Безусловно, они могли ждать трамвай. А милиционер – иметь рыбацкий выходной. (А инвалид – ужасно родливую кошку.) И все же настороженный Лев Николаевич решил дойти только до угла, изобразив там, будто тоже интересуется трамваем, но затем, не достигая рыбаков, раздраженно вернуться – дескать, черт его дери, этот трамвай,– и как-нибудь проскочить через интернат.
План был прост и удался бы наверняка. Но, вышагнув за угол, Фомин буквально ткнулся в капот микроавтобуса.
"Скорая" ждала, притушив огни. Водитель, как положено в таких случаях, читал за рулем журнал "Здоровье", а над головой у него покачивалась рыбка, сплетенная из капельницы. Но рядом с рыбкой качался капроновый чулок, и по инерции поискав другой, Лев Николаевич увидел две женских ноги (одна была в чулке), раскоряченные большой "викторией". Ноги стояли в глубине салона, упершись в потолок.
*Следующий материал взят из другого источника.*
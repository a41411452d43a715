//! # Convergence Engine
//!
//! Executes a [`Context`]'s task set against its target.
//!
//! ## Run sequence
//!
//! 1. Build the [`TaskGraph`] and compute the schedule. Unknown links,
//!    cycles and tasks that cannot render to the active target all fail here,
//!    before any task is discovered.
//! 2. Run tasks one at a time in schedule order. Each task's outputs are
//!    recorded so later tasks can resolve their links.
//! 3. Stop at the first failing task. Tasks already applied stay applied;
//!    running again with the same model picks up where this run stopped.
//! 4. Flush the target (apply mode only).
//!
//! Cancellation is checked before every task. A task that has started is
//! allowed to finish.

use super::graph::{verify_target, TaskGraph};
use super::types::{RunMode, RunOptions, RunReport, TaskResult};
use crate::constants::events;
use crate::context::Context;
use crate::error::{ConvergeError, ConvergeResult};
use crate::events::EventPublisher;
use crate::logging::{log_error, log_task_operation};
use crate::staging::InventoryAsset;
use crate::task::{OutputArena, RunContext};
use chrono::Utc;
use serde_json::json;
use std::collections::HashSet;
use std::time::Instant;
use tokio_util::sync::CancellationToken;
use tracing::{info, warn};

#[derive(Debug, Clone, Default)]
pub struct ConvergenceEngine {
    publisher: Option<EventPublisher>,
    cancel: CancellationToken,
}

impl ConvergenceEngine {
    pub fn new() -> Self {
        Self::default()
    }

    pub fn with_publisher(mut self, publisher: EventPublisher) -> Self {
        self.publisher = Some(publisher);
        self
    }

    pub fn with_cancellation(mut self, cancel: CancellationToken) -> Self {
        self.cancel = cancel;
        self
    }

    pub fn cancellation_token(&self) -> &CancellationToken {
        &self.cancel
    }

    pub async fn run(&self, context: Context, options: &RunOptions) -> ConvergeResult<RunReport> {
        let started_at = Utc::now();
        let (cloud, tasks, target) = context.into_parts();

        let graph = TaskGraph::build(&tasks)?;
        let schedule = graph.schedule(options.phases.as_ref())?;
        verify_target(&schedule, target.kind())?;

        info!(
            mode = ?options.mode,
            target = %target.kind(),
            scheduled = schedule.len(),
            total = graph.len(),
            "🚀 CONVERGE: Starting run"
        );
        self.publish(
            events::RUN_STARTED,
            json!({
                "mode": options.mode,
                "target": target.kind(),
                "tasks": schedule.iter().map(|s| s.id().to_string()).collect::<Vec<_>>(),
            }),
        );

        let mut arena = OutputArena::new();
        let mut results = Vec::with_capacity(schedule.len());
        let mut inventory = Vec::new();
        let mut seen_assets = HashSet::new();

        for scheduled in &schedule {
            let id = scheduled.id();

            if self.cancel.is_cancelled() {
                warn!(next_task = %id, completed = results.len(), "Run cancelled");
                self.publish(events::RUN_CANCELLED, json!({ "next_task": id }));
                return Err(ConvergeError::Cancelled);
            }

            self.publish(events::TASK_STARTED, json!({ "task": id }));
            let started = Instant::now();

            let run = {
                let ctx = RunContext::new(&cloud, &target, &arena, options.mode, scheduled.lifecycle);
                scheduled.task.run(&ctx).await
            };

            let run = match run {
                Ok(run) => run,
                Err(err) => {
                    log_task_operation("converge", &id.to_string(), "failed", Some(&err.to_string()));
                    log_error("engine", "run_task", &err.to_string(), Some(&id.to_string()));
                    self.publish(
                        events::TASK_FAILED,
                        json!({ "task": id, "error": err.to_string() }),
                    );
                    self.publish(events::RUN_FAILED, json!({ "task": id }));
                    return Err(ConvergeError::Task {
                        task: id,
                        source: Box::new(err),
                    });
                }
            };

            log_task_operation(
                "converge",
                &id.to_string(),
                &run.outcome.to_string(),
                None,
            );

            if options.mode == RunMode::DryRun {
                collect_assets(scheduled.task.assets(), &mut seen_assets, &mut inventory);
            }

            let result = TaskResult {
                task: id.clone(),
                outcome: run.outcome,
                duration: started.elapsed(),
                completed_at: Utc::now(),
            };
            self.publish_result(&result);
            arena.record(id, run.outputs);
            results.push(result);
        }

        let artifact = match options.mode {
            RunMode::Apply => target.finish().await?,
            RunMode::DryRun => None,
        };

        let report = RunReport {
            mode: options.mode,
            results,
            inventory,
            started_at,
            finished_at: Utc::now(),
        };

        if options.mode == RunMode::DryRun {
            for change in report.plan() {
                info!(task = %change.task, action = ?change.action, fields = ?change.fields, "Planned change");
            }
        }

        info!(
            mode = ?options.mode,
            tasks = report.results.len(),
            mutations = report.mutation_count(),
            assets = report.inventory.len(),
            artifact = ?artifact,
            "✅ CONVERGE: Run completed"
        );
        self.publish(
            events::RUN_COMPLETED,
            json!({
                "mode": options.mode,
                "tasks": report.results.len(),
                "mutations": report.mutation_count(),
            }),
        );

        Ok(report)
    }

    fn publish(&self, event: &str, context: serde_json::Value) {
        if let Some(publisher) = &self.publisher {
            publisher.publish(event, context);
        }
    }

    fn publish_result(&self, result: &TaskResult) {
        if let Some(publisher) = &self.publisher {
            publisher.publish_payload(events::TASK_COMPLETED, result);
        }
    }
}

/// Append assets not already present, keeping first-seen order.
fn collect_assets(
    assets: Vec<InventoryAsset>,
    seen: &mut HashSet<InventoryAsset>,
    inventory: &mut Vec<InventoryAsset>,
) {
    for asset in assets {
        if seen.insert(asset.clone()) {
            inventory.push(asset);
        }
    }
}

#[cfg(test)]
mod tests {
    use super::*;

    #[test]
    fn test_collect_assets_deduplicates() {
        let mut seen = HashSet::new();
        let mut inventory = Vec::new();
        collect_assets(
            vec![
                InventoryAsset::binary("https://x/kubelet"),
                InventoryAsset::container("k8s.gcr.io/pause-amd64:3.0"),
            ],
            &mut seen,
            &mut inventory,
        );
        collect_assets(
            vec![
                InventoryAsset::container("k8s.gcr.io/pause-amd64:3.0"),
                InventoryAsset::binary("https://x/kubectl"),
            ],
            &mut seen,
            &mut inventory,
        );

        let data: Vec<&str> = inventory.iter().map(|a| a.data.as_str()).collect();
        assert_eq!(
            data,
            vec![
                "https://x/kubelet",
                "k8s.gcr.io/pause-amd64:3.0",
                "https://x/kubectl"
            ]
        );
    }
}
И потому, может быть, что салон был освещен тускло, а ноги стояли вертикально, а по лицу сек снег, Фомину почудилось вдруг, будто ноги, а также водитель, поверх журнала, и даже плетеная рыбка в ответ рассматривают его – совсем как скорчившийся за спиной милиционер.
– Чу-чу…– прошептал Фомин.
Как минимум половина этих подозрений была явной глупостью. Однако изображать ожидание трамвая теперь было глупостью вовсе. И Фомин – стараясь зачем-то ступать по собственным следам и косясь из-под громкогремящей шапки на подъезд, откуда в любую минуту мог вывалиться торговец калькуляторами – свернул во двор, где слышался визг, плеск воды и бряканье оцинкованных ведер.
Говоря оперативным языком, он был обложен со всех сторон. Но, как матерый волк под флажки, Лев Николаевич ринулся сквозь шеренги полудурков – выстроенные в два ряда, полудурки обливались по системе Иванова,– нырнул в интернатский сад и замелькал среди теней, ветвей и собачьих троп.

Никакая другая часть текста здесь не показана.